Revolutions break eggs to make omelets. Omelets are tasty. Broken eggs are messy. Hence, the essential problem of revolutions.
Of all the controversies I have learned about since entering the University of Nebraska, none has fascinated me so much as the Quantitative Revolution. The Quantitative Revolution, or QR, has radically transformed social research in academia. It is as much of a revolt against all that has gone before as Marxism. QR is a rejection of all that would interest a bright adolescent in social research. It is also, I think, all that can save social research from Marxism.
To understand this war, think about politics, or psychology, or geography, or any of those subjects that interested you when you read an Encyclopedia as a kid. Think of the Plato and Machiavelli pondering Politics, Freud and Adler plumbing the subconscious, and explorers and theorists deciding what is a Sea and what is a Bay. This is social research as it existed from antiquity to sometime in the 20th century.
Now throw that out. Instead measure things, and note what varies with what.
That’s the Quantitative Revolution. It’s very powerful, because it’s actually science: It provides a way of showing you when you are wrong, and a methodical way for supporting your intuition when it is right. Is man, for instance, truly a political animal? Well, measure where his nature comes from (neatly dividing it into biological influences, non-biological influences shared with one’s siblings, and non-biological influences not shared with one’s siblings) among a diverse enough population, regress it, and suddenly you get answers. More than that, you get repeatable answers which allow you move on to something else without throwing your old work away.

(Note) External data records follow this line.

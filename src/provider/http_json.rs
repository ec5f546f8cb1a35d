//! JSON availability feed provider
//!
//! Scrapes booking systems that expose availability as a JSON calendar feed.
//! The feed is requested with the date window as query parameters:
//!
//! ```text
//! GET <url>?from=2026-07-01&to=2026-07-31&rooms=Dorm,Double
//! ```
//!
//! and is expected to answer with
//!
//! ```json
//! {
//!   "rooms": [
//!     { "name": "Dorm", "days": [ { "date": "2026-07-01", "available": true, "freePlaces": 4 } ] }
//!   ]
//! }
//! ```

use crate::config::HttpConfig;
use crate::provider::traits::{ProviderError, ProviderResult, ScrapeProvider};
use crate::provider::{AvailabilityRecord, ScrapeRequest, ScrapeResult, SubResourceAvailability};
use async_trait::async_trait;
use chrono::NaiveDate;
use reqwest::Client;
use serde::Deserialize;
use std::time::Duration;

/// Type tag under which this provider is registered
pub const JSON_API_PROVIDER: &str = "json-api";

#[derive(Debug, Deserialize)]
struct AvailabilityFeed {
    #[serde(default)]
    rooms: Vec<FeedRoom>,
}

#[derive(Debug, Deserialize)]
struct FeedRoom {
    name: String,
    #[serde(default)]
    days: Vec<FeedDay>,
}

#[derive(Debug, Deserialize)]
#[serde(rename_all = "camelCase")]
struct FeedDay {
    date: NaiveDate,
    available: bool,
    #[serde(default)]
    free_places: Option<u32>,
}

/// Provider for JSON availability feeds
pub struct HttpJsonProvider {
    settings: HttpConfig,
    client: Option<Client>,
}

impl HttpJsonProvider {
    pub fn new(settings: HttpConfig) -> Self {
        Self {
            settings,
            client: None,
        }
    }

    fn build_client(&self) -> Result<Client, reqwest::Error> {
        Client::builder()
            .user_agent(self.settings.user_agent.as_str())
            .timeout(Duration::from_secs(self.settings.timeout_secs))
            .connect_timeout(Duration::from_secs(self.settings.connect_timeout_secs))
            .gzip(true)
            .brotli(true)
            .build()
    }
}

#[async_trait]
impl ScrapeProvider for HttpJsonProvider {
    async fn initialize(&mut self) -> ProviderResult<()> {
        self.client = Some(self.build_client()?);
        Ok(())
    }

    async fn scrape(&mut self, request: &ScrapeRequest) -> ProviderResult<ScrapeResult> {
        let client = self.client.as_ref().ok_or(ProviderError::NotInitialized)?;

        let mut query = vec![
            ("from", request.date_range.start_date().to_string()),
            ("to", request.date_range.end_date().to_string()),
        ];
        if let Some(rooms) = &request.sub_resources {
            query.push(("rooms", rooms.join(",")));
        }

        tracing::debug!(
            url = %request.url,
            target_name = %request.target_name,
            "Requesting availability feed"
        );
        let response = client.get(&request.url).query(&query).send().await?;

        let status = response.status();
        if !status.is_success() {
            return Ok(ScrapeResult::failed(
                JSON_API_PROVIDER,
                format!("HTTP {}", status.as_u16()),
            ));
        }

        let body = response.text().await?;
        let feed: AvailabilityFeed = serde_json::from_str(&body)
            .map_err(|e| ProviderError::InvalidResponse(e.to_string()))?;

        Ok(ScrapeResult::succeeded(
            JSON_API_PROVIDER,
            normalize_feed(feed, request),
        ))
    }

    async fn cleanup(&mut self) -> ProviderResult<()> {
        self.client = None;
        Ok(())
    }
}

/// Keeps requested rooms and days inside the requested window
fn normalize_feed(feed: AvailabilityFeed, request: &ScrapeRequest) -> Vec<SubResourceAvailability> {
    feed.rooms
        .into_iter()
        .filter(|room| match &request.sub_resources {
            Some(wanted) => wanted.iter().any(|name| name == &room.name),
            None => true,
        })
        .map(|room| SubResourceAvailability {
            name: room.name,
            availability: room
                .days
                .into_iter()
                .filter(|day| request.date_range.contains_date(day.date))
                .map(|day| AvailabilityRecord {
                    date: day.date,
                    available: day.available,
                    free_places: day.free_places,
                })
                .collect(),
        })
        .collect()
}
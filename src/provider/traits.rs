//! Provider traits and error types
//!
//! This module defines the lifecycle contract every scrape provider implements
//! and the factory seam the orchestrator uses to obtain providers.

use crate::provider::{ScrapeRequest, ScrapeResult};
use async_trait::async_trait;
use thiserror::Error;

/// Errors that can occur while driving a provider
#[derive(Debug, Error)]
pub enum ProviderError {
    #[error("Provider '{0}' not found")]
    NotFound(String),

    #[error("Provider used before initialize()")]
    NotInitialized,

    #[error("HTTP error: {0}")]
    Http(#[from] reqwest::Error),

    #[error("Invalid response: {0}")]
    InvalidResponse(String),

    #[error("{0}")]
    Reported(String),

    #[error("{0}")]
    Other(String),
}

/// Result type for provider operations
pub type ProviderResult<T> = Result<T, ProviderError>;

/// Lifecycle of a single scrape attempt against one external system
///
/// A provider instance is used for exactly one attempt: `initialize`, then
/// `scrape`, then `cleanup`. Instances hold session state (clients, tokens)
/// and are never shared between targets.
#[async_trait]
pub trait ScrapeProvider: Send + Sync {
    /// Prepares sessions, clients or browsers needed for scraping
    async fn initialize(&mut self) -> ProviderResult<()>;

    /// Scrapes availability for the request
    ///
    /// A returned result whose `metadata.success` is false is a soft failure
    /// and is retried like an error.
    async fn scrape(&mut self, request: &ScrapeRequest) -> ProviderResult<ScrapeResult>;

    /// Releases whatever `initialize` acquired
    async fn cleanup(&mut self) -> ProviderResult<()>;
}

/// Resolves a provider type tag to a fresh provider instance
///
/// Lookups must be cheap and synchronous; expensive setup belongs in
/// [`ScrapeProvider::initialize`].
pub trait ProviderFactory: Send + Sync {
    fn create(&self, provider_type: &str) -> Option<Box<dyn ScrapeProvider>>;
}

impl<F> ProviderFactory for F
where
    F: Fn(&str) -> Option<Box<dyn ScrapeProvider>> + Send + Sync,
{
    fn create(&self, provider_type: &str) -> Option<Box<dyn ScrapeProvider>> {
        self(provider_type)
    }
}
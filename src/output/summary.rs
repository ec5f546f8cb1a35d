//! Console summary of a finished run

use crate::orchestrator::OrchestrationReport;

/// Formats the short console summary of a report
pub fn format_report_summary(report: &OrchestrationReport) -> String {
    let summary = &report.summary;
    let mut out = String::new();

    out.push_str("=== Scrape Summary ===\n\n");
    out.push_str(&format!("  Total targets: {}\n", summary.total));
    out.push_str(&format!("  Successful: {}\n", summary.successful));
    out.push_str(&format!("  Failed: {}\n", summary.failed));
    if summary.skipped > 0 {
        out.push_str(&format!("  Skipped: {}\n", summary.skipped));
    }
    out.push_str(&format!("  Success rate: {}\n", summary.success_rate));
    out.push_str(&format!(
        "  Duration: {} ({} per target)\n",
        summary.duration, summary.avg_time_per_target
    ));

    if !report.failed.is_empty() {
        out.push_str(&format!("\nFailed Targets ({}):\n", report.failed.len()));
        for outcome in &report.failed {
            out.push_str(&format!(
                "  - {} [{}] after {} attempt(s): {}\n",
                outcome.target_name,
                outcome.target_id,
                outcome.attempts,
                outcome.error.as_deref().unwrap_or("unknown error")
            ));
        }
    }

    out
}

/// Prints the console summary to stdout
pub fn print_report_summary(report: &OrchestrationReport) {
    print!("{}", format_report_summary(report));
}
//! Orchestrator module for multi-target scrape runs
//!
//! This module contains the core orchestration logic, including:
//! - Target and run option types
//! - The per-target retry runner
//! - The batch scheduler with inter-batch pacing
//! - Progress snapshots and the final report

mod options;
mod outcome;
pub mod progress;
pub mod report;
mod runner;
mod scheduler;
mod target;

pub use options::{
    OrchestrationOptions, DEFAULT_CONCURRENCY, DEFAULT_DELAY_BETWEEN_BATCHES_MS,
    DEFAULT_RETRIES, DEFAULT_RETRY_BACKOFF_MS,
};
pub use outcome::{OutcomeLists, TargetOutcome};
pub use progress::{ProgressCallback, ProgressSnapshot};
pub use report::{OrchestrationReport, ReportSummary};
pub use scheduler::Orchestrator;
pub use target::{DateRange, Target, TargetId};
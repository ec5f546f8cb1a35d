use thiserror::Error;

/// Errors that can occur during output operations
#[derive(Debug, Error)]
pub enum OutputError {
    #[error("Failed to format output: {0}")]
    Format(#[from] serde_json::Error),

    #[error("IO error: {0}")]
    Io(#[from] std::io::Error),
}

/// Result type for output operations
pub type OutputResult<T> = Result<T, OutputError>;
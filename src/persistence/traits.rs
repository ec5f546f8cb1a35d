//! Persistence traits and error types

use crate::provider::ScrapeResult;
use async_trait::async_trait;
use thiserror::Error;

/// Errors that can occur while saving scrape results
#[derive(Debug, Error)]
pub enum PersistenceError {
    #[error("IO error: {0}")]
    Io(#[from] std::io::Error),

    #[error("Serialization error: {0}")]
    Serialization(#[from] serde_json::Error),

    #[error("Rejected: {0}")]
    Rejected(String),
}

/// Result type for persistence operations
pub type PersistenceResult<T> = Result<T, PersistenceError>;

/// Identifiers assigned to a saved result
#[derive(Debug, Clone, PartialEq, Eq)]
pub struct SaveReceipt {
    pub property_id: String,
    pub sub_resource_ids: Vec<String>,
}

/// Durable sink for successful scrape results
///
/// Failures are reported to the caller, which logs and absorbs them; a failed
/// save never turns a successful scrape into a failed one.
#[async_trait]
pub trait Persistence: Send + Sync {
    async fn save_scrape_result(
        &self,
        result: &ScrapeResult,
        target_name: &str,
        url: &str,
        provider_type: &str,
    ) -> PersistenceResult<SaveReceipt>;
}
use crate::config::types::Config;
use crate::config::validation::validate;
use crate::ConfigError;
use sha2::{Digest, Sha256};
use std::path::Path;

/// Loads and parses a configuration file from the given path
///
/// # Arguments
///
/// * `path` - Path to the TOML configuration file
///
/// # Returns
///
/// * `Ok(Config)` - Successfully loaded and validated configuration
/// * `Err(ConfigError)` - Failed to load, parse, or validate the configuration
///
/// # Example
///
/// ```no_run
/// use std::path::Path;
/// use hut_ripple::config::load_config;
///
/// let config = load_config(Path::new("huts.toml")).unwrap();
/// println!("Concurrency: {}", config.orchestration.concurrency);
/// ```
pub fn load_config(path: &Path) -> Result<Config, ConfigError> {
    let content = std::fs::read_to_string(path)?;
    parse_config(&content)
}

/// Parses and validates configuration from TOML text
pub fn parse_config(content: &str) -> Result<Config, ConfigError> {
    let config: Config = toml::from_str(content)?;
    validate(&config)?;
    Ok(config)
}

/// Computes a SHA-256 hash of the configuration file content
///
/// Logged at startup so reports can be matched to the target list they ran.
pub fn compute_config_hash(path: &Path) -> Result<String, ConfigError> {
    let content = std::fs::read_to_string(path)?;
    let mut hasher = Sha256::new();
    hasher.update(content.as_bytes());
    Ok(hex::encode(hasher.finalize()))
}

/// Loads a configuration and returns both the config and its hash
pub fn load_config_with_hash(path: &Path) -> Result<(Config, String), ConfigError> {
    let config = load_config(path)?;
    let hash = compute_config_hash(path)?;
    Ok((config, hash))
}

Yet QR is a profoundly dull revolution. All the great questions become matters for vertical thinkers and technicians. An academic career in the era of the QR essentially is the process of limiting your imagination to one or two good tools, and measuring variation with those tools. The sort of people who enjoy being accountants, I think, love life under the Quantitative Revolutionaries.
Yet the enemy of my enemy is my friend, and QR targets its wrath most consistently against the Marxists, dead-ender followers of a 19th century Revolution that have burrowed themselves deep into academia. Marxists have spent a century developing a self-consistent toolbox of rhetoric that has dispatched non-Marxists in nearly every academic field. Every place the Quantitative Revolution has not taken and held, it seems, is territory in which Marxists rapidly make their home.
I despise, I think, the Quantitative Revolution for depriving academia of the qualitative give-and-take that is so common in the better parts of the blogosphere. But I delight in the ease at which the Quantitative Revolution unseats the Marxists every time it gains a foothold, overwhelming the Marxist immune system through dull questions of covariation and how-do-you-know-if-you-are-wrong?